I was a zero on that team, a second string guard, almost a
water boy. Why would
Lorna want to go out with me? I
rallied up my courage and with the help of my buddies huddling
around me, we made the telephone call.
My friends dialed the telephone number (554-J) and handed me
the phone. My nervous high pitched voice squeaked:
“Lorna, this is Eddie.
(I was then known as Eddie.)
Lorna, about the prom, would you go with me?” “Yes, I
would love to go.” Whew.
she said. I hung up the
phones and my friends high-fived me. It feels good to hear someone
say yes! Clearly,
Or, have you even
been in a situation where you had to telephone your neighbor and ask
them to drive you to the store? You knew you were imposing on your neighbor, even to ask, and
you hesitated in asking, but finally there was no choice and you
needed their help and so you telephoned your neighbor and asked them
for a ride. Your
neighbor immediately replied, “Yes, let’s go.”
It feels good to hear that word said to you, yes, cleanly,
clearly, crisply, with no hesitation and no equivocation.
In the same manner,
it is also true of us as human beings that we need to speak that
simple word to another person.
So my wife quietly asks the important question, when nobody
else is ever around: “Do you love me?”
It feels good inside to be able to say to her, “Yes, of
course.” Cleanly, clearly, crisply.

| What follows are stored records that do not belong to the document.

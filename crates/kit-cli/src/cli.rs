//! CLI argument parsing using clap derive

use std::path::PathBuf;

use clap::{Parser, Subcommand};

/// fe-kit - add and upgrade front-end modules in package.json
#[derive(Parser, Debug)]
#[command(name = "fe-kit")]
#[command(author, version, about, long_about = None)]
pub struct Cli {
    /// Enable debug logging
    #[arg(long, global = true)]
    pub verbose: bool,

    /// Project root containing package.json (defaults to the current directory)
    #[arg(short = 'C', long = "dir", global = true, value_name = "PATH")]
    pub dir: Option<PathBuf>,

    /// Package manager used to install dependencies
    #[arg(long, global = true, env = "FE_KIT_PACKAGE_MANAGER", value_name = "PROGRAM")]
    pub package_manager: Option<String>,

    /// The command to run
    #[command(subcommand)]
    pub command: Option<Commands>,
}

/// Available commands
#[derive(Subcommand, Debug, Clone, PartialEq, Eq)]
pub enum Commands {
    /// Add modules to package.json and install them
    ///
    /// Examples:
    ///   fe-kit add utils http
    ///   fe-kit add query --dry-run
    Add {
        /// Module names (use 'fe-kit list' to see options)
        #[arg(required = true, value_name = "MODULE")]
        modules: Vec<String>,

        /// Preview changes without writing package.json
        #[arg(long)]
        dry_run: bool,
    },

    /// List available modules
    List {
        /// Output as JSON for scripting
        #[arg(long)]
        json: bool,
    },

    /// Upgrade modules to their latest version
    ///
    /// Without module names, every module recorded in package.json is upgraded.
    ///
    /// Examples:
    ///   fe-kit upgrade
    ///   fe-kit upgrade utils --dry
    Upgrade {
        /// Module names (defaults to all installed modules)
        #[arg(value_name = "MODULE")]
        modules: Vec<String>,

        /// Preview changes without writing package.json
        #[arg(long = "dry", visible_alias = "dry-run")]
        dry_run: bool,
    },

    /// Print the CLI version
    Version,
}

/// Map a leading `-v` to `--version`; clap reserves `-V`.
pub fn normalize_args<I>(args: I) -> Vec<std::ffi::OsString>
where
    I: IntoIterator<Item = std::ffi::OsString>,
{
    args.into_iter()
        .enumerate()
        .map(|(i, arg)| if i == 1 && arg == "-v" { "--version".into() } else { arg })
        .collect()
}
//! Manifest synchronization core for fe-kit
//!
//! fe-kit tracks "modules" (named front-end building blocks, each backed by
//! one npm package) inside a project's `package.json`. This crate holds the
//! pieces the CLI drives:
//!
//! - **Registry**: the bundled, read-only catalog of module → package
//! - **Manifest**: a typed view over `package.json` that preserves every key
//!   the tool does not own
//! - **ManifestSynchronizer**: resolves requested modules, stages manifest
//!   mutations, and either previews them or persists them and runs the
//!   package manager
//! - **Recovery marker**: evidence of an install that never confirmed success
//!
//! # Architecture
//!
//! ```text
//!            kit-cli
//!               |
//!            kit-core
//!   registry  manifest  sync  installer  recovery  config
//!               |
//!             kit-fs
//! ```

pub mod config;
pub mod error;
pub mod installer;
pub mod manifest;
pub mod recovery;
pub mod registry;
pub mod sync;

pub use config::{ConfigOverrides, ConfigResolver, KitConfig};
pub use error::{Error, Result};
pub use installer::{CommandInstaller, Installer};
pub use manifest::{KitSection, LATEST, Manifest, ModuleRecord};
pub use recovery::PendingInstall;
pub use registry::{ModuleEntry, ModuleRegistry};
pub use sync::{Diagnostic, ManifestSynchronizer, SyncKind, SyncMode, SyncOutcome, SyncStatus};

With no hesitation.
With no excuses such as “Well, I love as much as is
possible for most men.” It
feels good inside to speak that word simply to her: Yes. … Or when
a child asks you to do homework with him or her and the Mariners are
in the playoffs and the game is on television (such as this
afternoon), and you simply say, “Yes, I would love to help you.”

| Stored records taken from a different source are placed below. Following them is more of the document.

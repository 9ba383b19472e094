use colored::Colorize;

use crate::error::Result;

pub fn run_version() -> Result<()> {
    println!("{} {}", "fe-kit".green().bold(), env!("CARGO_PKG_VERSION"));
    Ok(())
}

Or when a person comes by your office door which is open and
the ask, “Do you have a moment to talk?”
And without hesitation, you simply say yes.
It feels good inside to be able to say that little word, with
no hesitation, with no equivocation, with no justification or
I think the reason
we like to hear that word and speak that word is because so often
the people around us and ourselves are filled with hesitation and
equivocation. We are filled with a dramatic pause that says “not
really.” For example,
have you ever had family or friends come from the Midwest to visit
here in Seattle and they want the typical Seattle tour, so you
suggest going to the Space Needle, the Waterfront, and Pike’s
Street Market. And they
reply, “Well, if that’s what you want.”
What enthusiasm! Or, you have a teenager and you ask the teenager to come and
hang out at your lake cabin for the weekend, and your teenager says,
“Maybe, if one of my friends will come along.”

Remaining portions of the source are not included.